◆ What is needed ◆
Indicate, with the number alone, how many lines in the listing below hold the string "unavailable".

◆ Exercise material ◆
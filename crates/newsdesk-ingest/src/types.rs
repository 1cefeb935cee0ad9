use newsdesk_core::ArticleRecord;
use serde::Serialize;

use crate::error::IngestError;

/// Tuning for one collection run.
#[derive(Debug, Clone, Copy)]
pub struct CollectOptions {
    /// Per-adapter ceiling. A source still running after this is empty for the run.
    pub timeout_secs: u64,
    /// How many sources are fetched at the same time.
    pub max_concurrent: usize,
}

impl Default for CollectOptions {
    fn default() -> Self {
        Self {
            timeout_secs: 12,
            max_concurrent: 4,
        }
    }
}

/// What one adapter produced. `error` is set when the source was unavailable,
/// in which case `records` is empty.
#[derive(Debug)]
pub struct SourceFetch {
    pub source: String,
    pub records: Vec<ArticleRecord>,
    pub error: Option<IngestError>,
}

impl SourceFetch {
    #[must_use]
    pub fn ok(source: impl Into<String>, records: Vec<ArticleRecord>) -> Self {
        Self {
            source: source.into(),
            records,
            error: None,
        }
    }

    #[must_use]
    pub fn unavailable(source: impl Into<String>, error: IngestError) -> Self {
        Self {
            source: source.into(),
            records: Vec::new(),
            error: Some(error),
        }
    }
}

/// Per-source line of a [`CollectionReport`].
#[derive(Debug, Clone, PartialEq, Eq, Serialize)]
pub struct SourceYield {
    pub source: String,
    /// Records the adapter returned, before deduplication.
    pub fetched: usize,
    pub error: Option<String>,
}

/// Outcome of a collection run.
#[derive(Debug, Clone, Default, Serialize)]
pub struct CollectionReport {
    /// Deduplicated records in first-seen order.
    pub articles: Vec<ArticleRecord>,
    /// One entry per configured source, in configured order.
    pub yields: Vec<SourceYield>,
    pub duplicates_dropped: usize,
    /// Records with neither url nor title.
    pub malformed_dropped: usize,
}

impl CollectionReport {
    #[must_use]
    pub fn failed_sources(&self) -> usize {
        self.yields.iter().filter(|y| y.error.is_some()).count()
    }
}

◆ Written solution ◆
2